Christine de Pizan

Christine de Pizan
The Writer Christine de Pizan at Her Desk

Sunday, June 21, 2015

Sappho of Lesbos: The "Tenth Muse"

Sappho of Lesbos (new poem published 21 June 2005)

Today's post on Sappho may seem oddly dated--but we know so little about the life of this renowned lyric poet, and we have no definite dates.

But on 21 June 2005, classics scholar Martin West announced the recovery of a "new Sappho poem" in the Times Literary Supplement: scholars had matched a newly discovered Sappho fragment with a previously identified fragment, the two together making a "new poem," though still incomplete, of about twelve lines. So I've used this date for today's post on Sappho.*

A Roman copy of a 5th c. BCE
bust of Sappho
The Greek poet Sappho was likely born around 620 BCE (dates range from 630 to 612), and she seems to have lived into the mid sixth century BCE--perhaps to around 550. 

All we really know about Sappho is found in her poetry--and even that is mostly fragmentary.

The great Library of Alexandria had nine books of Sappho's poetry, organized by the kind of metrical patterns in the lyrics. Today, only one complete poem survives, the "Hymn to Aphrodite," usually labeled as Fragment 1. Fragment 16, "Some Say," is about twenty lines.

Fragment 31 is perhaps my favorite lyric poem in the western canon. Here it is, in Mary Barnard's 1958 translation: 

He is more than a hero
He is a god in my eyes—
the man who is allowed
to sit beside you—he

who listens intimately
to the sweet murmur of
your voice, the enticing

laughter that makes my own
heart beat fast. If I meet
you suddenly, I can’t

speak—my tongue is broken;
a thin flame runs under
my skin; seeing nothing,

hearing only my own ears
drumming, I drip with sweat;
trembling shakes my body  
and I turn paler than
dry grass. At such times
death isn’t far from me.
And here it is, in Diane Rayor's, from 1991 :
To me it seems
that man has the fortune of the gods,
whoever sits beside you, and close,
who listens to you sweetly speaking
and laughing temptingly;
my heart flutters in my breast,
whenever I look quickly, for a moment--
I say nothing, my tongue broken,
a delicate fire runs under my skin,
my eyes see nothing, my ears roar,
cold sweat rushes down me,
trembling seizes me,
I am greener than grass,
to myself I seem
needing but little to die.

But all must be endured, since. . . .
Aside from Sappho's hymn addressed to Aphrodite and a handful of extended but incomplete poems, the remaining poetry is fragmentary, sometimes just a word or phrase. In modern editions, all of the fragments together number about 264. 

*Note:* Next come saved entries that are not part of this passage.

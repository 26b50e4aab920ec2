#![cfg(test)]
#![allow(clippy::panic_in_result_fn)]

use oxel::{
    Axiom, ClassExpression, Conclusion, DataProperty, Individual, ObjectProperty, OwlClass,
    Reasoner, ReasonerConfig, ReasonerError, RuleApplicationMode,
};
use oxrdf::{Literal, NamedNode};

fn class(name: &str) -> OwlClass {
    OwlClass::new(NamedNode::new_unchecked(format!("http://example.com/{name}")))
}

fn named(name: &str) -> ClassExpression {
    class(name).into()
}

fn property(name: &str) -> ObjectProperty {
    ObjectProperty::new(NamedNode::new_unchecked(format!("http://example.com/{name}")))
}

fn individual(name: &str) -> Individual {
    Individual::new(NamedNode::new_unchecked(format!("http://example.com/{name}")))
}

fn some(property_name: &str, filler: ClassExpression) -> ClassExpression {
    ClassExpression::some_values_from(property(property_name), filler)
}

fn sub(sub_class: ClassExpression, super_class: ClassExpression) -> Axiom {
    Axiom::sub_class_of(sub_class, super_class)
}

fn reasoner(axioms: impl IntoIterator<Item = Axiom>) -> Result<Reasoner, ReasonerError> {
    let mut reasoner = Reasoner::with_config(ReasonerConfig::default().sequential());
    for axiom in axioms {
        reasoner.add_axiom(axiom)?;
    }
    Ok(reasoner)
}

#[test]
fn test_told_subsumers() -> Result<(), ReasonerError> {
    let mut reasoner = reasoner([sub(named("A"), named("B")), sub(named("B"), named("C"))])?;
    assert_eq!(
        reasoner.super_classes(&class("A"), false)?,
        [class("B"), class("C"), OwlClass::thing()]
    );
    assert_eq!(reasoner.super_classes(&class("A"), true)?, [class("B")]);

    let a = reasoner.index().class_id(&class("A")).unwrap();
    let b = reasoner.index().class_id(&class("B")).unwrap();
    let c = reasoner.index().class_id(&class("C")).unwrap();
    let subsumers = reasoner.subsumers(a)?;
    assert!(subsumers.contains(&a));
    assert!(subsumers.contains(&b));
    assert!(subsumers.contains(&c));
    let context = reasoner.context_state(a)?.unwrap();
    assert!(context.is_saturated());
    assert!(!context.has_contradiction());
    assert!(reasoner.is_consistent()?);
    Ok(())
}

#[test]
fn test_unsatisfiable_class() -> Result<(), ReasonerError> {
    let mut reasoner = reasoner([
        sub(named("A"), named("B")),
        sub(named("A"), ClassExpression::complement(named("B"))),
    ])?;
    let a = reasoner.index().class_id(&class("A")).unwrap();
    assert!(reasoner.context_state(a)?.unwrap().has_contradiction());
    assert!(!reasoner.is_satisfiable(&class("A"))?);
    assert!(reasoner.is_satisfiable(&class("B"))?);
    assert!(
        reasoner
            .equivalent_classes(&class("A"))?
            .contains(&OwlClass::nothing())
    );
    // No individual: the ontology itself has models
    assert!(reasoner.is_consistent()?);

    reasoner.add_axiom(Axiom::class_assertion(named("A"), individual("a")))?;
    assert!(!reasoner.is_consistent()?);
    // Top and bottom coincide
    assert!(
        reasoner
            .equivalent_classes(&OwlClass::thing())?
            .contains(&OwlClass::nothing())
    );
    Ok(())
}

#[test]
fn test_existential_over_super_property() -> Result<(), ReasonerError> {
    let mut reasoner = reasoner([
        sub(named("A"), some("r", named("B"))),
        sub(named("B"), named("C")),
        Axiom::sub_object_property_of(property("r"), property("s")),
        sub(some("s", named("C")), named("D")),
    ])?;
    assert!(reasoner.super_classes(&class("A"), false)?.contains(&class("D")));
    assert!(!reasoner.super_classes(&class("B"), false)?.contains(&class("D")));

    // A is linked over r to B whose subsumers include C
    let a = reasoner.index().class_id(&class("A")).unwrap();
    let b = reasoner.index().class_id(&class("B")).unwrap();
    let c = reasoner.index().class_id(&class("C")).unwrap();
    let r = reasoner.index().property_id(&property("r")).unwrap();
    let context = reasoner.context_state(b)?.unwrap();
    assert!(context.premises().backward_links().any(|link| link == (r, a)));
    assert!(context.subsumers().contains(&c));
    Ok(())
}

#[test]
fn test_transitive_property() -> Result<(), ReasonerError> {
    let mut reasoner = reasoner([
        Axiom::TransitiveObjectProperty(property("r").into()),
        sub(named("A"), some("r", named("B"))),
        sub(named("B"), some("r", named("C"))),
        sub(named("C"), some("r", named("E"))),
        sub(some("r", named("E")), named("D")),
        sub(some("r", named("C")), named("F")),
    ])?;
    let supers = reasoner.super_classes(&class("A"), false)?;
    assert!(supers.contains(&class("D")));
    assert!(supers.contains(&class("F")));
    assert!(reasoner.super_classes(&class("B"), false)?.contains(&class("D")));
    assert!(!reasoner.super_classes(&class("C"), false)?.contains(&class("F")));
    Ok(())
}

#[test]
fn test_property_chain() -> Result<(), ReasonerError> {
    let mut reasoner = reasoner([
        Axiom::SubPropertyChainOf {
            property_chain: vec![property("r").into(), property("s").into()],
            super_property: property("t").into(),
        },
        sub(named("A"), some("r", named("B"))),
        sub(named("B"), some("s", named("C"))),
        sub(some("t", named("C")), named("D")),
    ])?;
    assert!(reasoner.super_classes(&class("A"), false)?.contains(&class("D")));
    assert!(!reasoner.super_classes(&class("B"), false)?.contains(&class("D")));
    Ok(())
}

#[test]
fn test_reflexive_property() -> Result<(), ReasonerError> {
    let mut reasoner = reasoner([
        Axiom::ReflexiveObjectProperty(property("r").into()),
        sub(named("A"), named("B")),
        sub(some("r", named("B")), named("C")),
    ])?;
    assert!(reasoner.super_classes(&class("A"), false)?.contains(&class("C")));
    assert!(reasoner.super_classes(&class("B"), false)?.contains(&class("C")));
    Ok(())
}

#[test]
fn test_reflexive_chain_suffix() -> Result<(), ReasonerError> {
    let mut reasoner = reasoner([
        Axiom::ReflexiveObjectProperty(property("s").into()),
        Axiom::SubPropertyChainOf {
            property_chain: vec![property("r").into(), property("s").into()],
            super_property: property("t").into(),
        },
        sub(named("A"), some("r", named("B"))),
        sub(some("t", named("B")), named("C")),
    ])?;
    assert!(reasoner.super_classes(&class("A"), false)?.contains(&class("C")));
    Ok(())
}

#[test]
fn test_conjunction_and_disjunction() -> Result<(), ReasonerError> {
    let mut reasoner = reasoner([
        sub(named("A"), named("B")),
        sub(named("A"), named("C")),
        sub(
            ClassExpression::intersection([named("B"), named("C")]),
            named("D"),
        ),
        sub(ClassExpression::union([named("D"), named("E")]), named("F")),
        sub(named("G"), ClassExpression::intersection([named("E"), named("H")])),
    ])?;
    let supers = reasoner.super_classes(&class("A"), false)?;
    assert!(supers.contains(&class("D")));
    assert!(supers.contains(&class("F")));
    let supers = reasoner.super_classes(&class("G"), false)?;
    assert!(supers.contains(&class("E")));
    assert!(supers.contains(&class("F")));
    assert!(!supers.contains(&class("D")));
    Ok(())
}

#[test]
fn test_owl_thing_super_class() -> Result<(), ReasonerError> {
    let mut reasoner = reasoner([
        sub(named("A"), named("B")),
        sub(ClassExpression::thing(), named("E")),
    ])?;
    assert!(reasoner.super_classes(&class("A"), false)?.contains(&class("E")));
    assert!(
        reasoner
            .equivalent_classes(&class("E"))?
            .contains(&OwlClass::thing())
    );
    Ok(())
}

#[test]
fn test_disjoint_classes() -> Result<(), ReasonerError> {
    let mut reasoner = reasoner([
        Axiom::DisjointClasses(vec![named("B"), named("C")]),
        sub(named("A"), named("B")),
        sub(named("A"), named("C")),
        sub(named("D"), named("B")),
        Axiom::DisjointClasses(vec![named("E"), named("E")]),
    ])?;
    assert!(!reasoner.is_satisfiable(&class("A"))?);
    assert!(reasoner.is_satisfiable(&class("B"))?);
    assert!(reasoner.is_satisfiable(&class("D"))?);
    assert!(!reasoner.is_satisfiable(&class("E"))?);
    assert!(reasoner.is_consistent()?);
    Ok(())
}

#[test]
fn test_contradiction_propagation_over_links() -> Result<(), ReasonerError> {
    let mut reasoner = reasoner([
        sub(named("A"), some("r", named("B"))),
        sub(named("X"), some("s", named("A"))),
        sub(named("B"), ClassExpression::nothing()),
    ])?;
    assert!(!reasoner.is_satisfiable(&class("B"))?);
    assert!(!reasoner.is_satisfiable(&class("A"))?);
    assert!(!reasoner.is_satisfiable(&class("X"))?);
    assert!(reasoner.is_consistent()?);
    Ok(())
}

#[test]
fn test_individuals() -> Result<(), ReasonerError> {
    let mut reasoner = reasoner([
        Axiom::class_assertion(named("A"), individual("a")),
        sub(named("A"), named("B")),
        Axiom::ObjectPropertyAssertion {
            property: property("r").into(),
            source: individual("a"),
            target: individual("b"),
        },
        Axiom::class_assertion(named("C"), individual("b")),
        sub(some("r", named("C")), named("D")),
        sub(
            ClassExpression::has_value(property("r"), individual("b")),
            named("E"),
        ),
    ])?;
    assert_eq!(
        reasoner.types(&individual("a"), false)?,
        [
            class("A"),
            class("B"),
            class("D"),
            class("E"),
            OwlClass::thing()
        ]
    );
    assert_eq!(
        reasoner.types(&individual("a"), true)?,
        [class("A"), class("D"), class("E")]
    );
    assert_eq!(reasoner.types(&individual("unknown"), false)?, [OwlClass::thing()]);
    assert!(reasoner.is_consistent()?);
    Ok(())
}

#[test]
fn test_different_individuals() -> Result<(), ReasonerError> {
    let mut reasoner = reasoner([
        Axiom::DifferentIndividuals(vec![individual("a"), individual("b")]),
        Axiom::SameIndividual(vec![individual("a"), individual("b")]),
    ])?;
    assert!(!reasoner.is_consistent()?);
    Ok(())
}

#[test]
fn test_data_has_value_is_atomic() -> Result<(), ReasonerError> {
    let property = DataProperty::new(NamedNode::new_unchecked("http://example.com/age"));
    let value = Literal::from(42);
    let mut reasoner = reasoner([
        Axiom::DataPropertyAssertion {
            property: property.clone(),
            source: individual("a"),
            target: value.clone(),
        },
        sub(
            ClassExpression::DataHasValue { property, value },
            named("Adult"),
        ),
    ])?;
    assert!(reasoner.types(&individual("a"), false)?.contains(&class("Adult")));
    Ok(())
}

#[test]
fn test_unsupported_axiom_is_skipped() -> Result<(), ReasonerError> {
    let mut reasoner = reasoner([sub(named("A"), named("B"))])?;
    let before = reasoner.index().snapshot();
    let result = reasoner.add_axiom(sub(
        named("A"),
        ClassExpression::ObjectAllValuesFrom {
            property: property("r").into(),
            filler: Box::new(named("C")),
        },
    ));
    assert!(matches!(result, Err(ReasonerError::Unsupported(_))));
    assert_eq!(reasoner.index().snapshot(), before);
    assert!(!reasoner.is_complete());
    assert_eq!(reasoner.super_classes(&class("A"), true)?, [class("B")]);
    Ok(())
}

#[test]
fn test_saturation_is_idempotent() -> Result<(), ReasonerError> {
    let mut reasoner = reasoner([
        sub(named("A"), some("r", named("B"))),
        sub(named("B"), named("C")),
    ])?;
    reasoner.classify()?;
    assert!(reasoner.saturation_state().poll_for_active_context().is_none());
    let processed = reasoner.statistics().snapshot().conclusions_processed;
    assert!(processed > 0);
    reasoner.classify()?;
    assert_eq!(
        reasoner.statistics().snapshot().conclusions_processed,
        processed
    );
    assert!(
        reasoner
            .saturation_state()
            .contexts()
            .iter()
            .all(|context| context.is_saturated())
    );
    Ok(())
}

#[test]
fn test_rule_application_modes_agree() -> Result<(), ReasonerError> {
    let axioms = [
        Axiom::TransitiveObjectProperty(property("part").into()),
        Axiom::sub_object_property_of(property("direct"), property("part")),
        sub(named("A"), some("direct", ClassExpression::intersection([named("B"), named("C")]))),
        sub(named("B"), some("part", named("D"))),
        sub(
            some("part", ClassExpression::intersection([named("D"), named("E")])),
            named("F"),
        ),
        sub(named("C"), named("E")),
        sub(named("D"), named("E")),
        sub(some("part", named("E")), named("G")),
        sub(
            ClassExpression::intersection([named("G"), some("part", named("D"))]),
            named("H"),
        ),
        sub(ClassExpression::union([named("H"), named("F")]), named("I")),
    ];
    let classes = ["A", "B", "C", "D", "E", "F", "G", "H", "I"];
    let mut taxonomies = Vec::new();
    for mode in [RuleApplicationMode::NonRedundant, RuleApplicationMode::All] {
        let mut reasoner = Reasoner::with_config(
            ReasonerConfig::default()
                .sequential()
                .with_rule_application(mode),
        );
        for axiom in axioms.clone() {
            reasoner.add_axiom(axiom)?;
        }
        let mut taxonomy = Vec::new();
        for name in classes {
            taxonomy.push(reasoner.super_classes(&class(name), false)?);
        }
        taxonomies.push(taxonomy);
    }
    assert_eq!(taxonomies[0], taxonomies[1]);
    assert!(taxonomies[0][0].contains(&class("H")));
    assert!(taxonomies[0][0].contains(&class("I")));
    Ok(())
}

#[test]
fn test_stored_conclusions() -> Result<(), ReasonerError> {
    let mut reasoner = reasoner([sub(named("A"), named("B"))])?;
    let a = reasoner.index().class_id(&class("A")).unwrap();
    let b = reasoner.index().class_id(&class("B")).unwrap();
    let context = reasoner.context_state(a)?.unwrap();
    let premises = context.premises();
    assert!(premises.is_initialized());
    assert!(premises.contains(&Conclusion::ContextInitialization));
    assert!(premises.contains(&Conclusion::DecomposedSubsumer(b)));
    assert!(!premises.contains(&Conclusion::Contradiction));
    Ok(())
}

Just recently, another large bit of fragment has been recovered--its discovery was made  in 2014.

I've already had my little rant about Plato's reference to Sappho as the "tenth Muse" elsewhere on this blog--so I'll restrain myself here and just provide a link in case you want to see for yourself . . . We'll also see this "praise"--she's the "tenth muse"!--several more times, later in the year.

There's a nice overview of Sappho at the Poetry Foundation website. But, more important than reading about Sappho, read some Sappho today!!! 

Fragments of Sappho

*I used to be able to link to West's piece, but I can no longer find it online. Plenty of discussion is available if you google, but for now, I'll leave this link to a news article about the announcement available at The Guardian.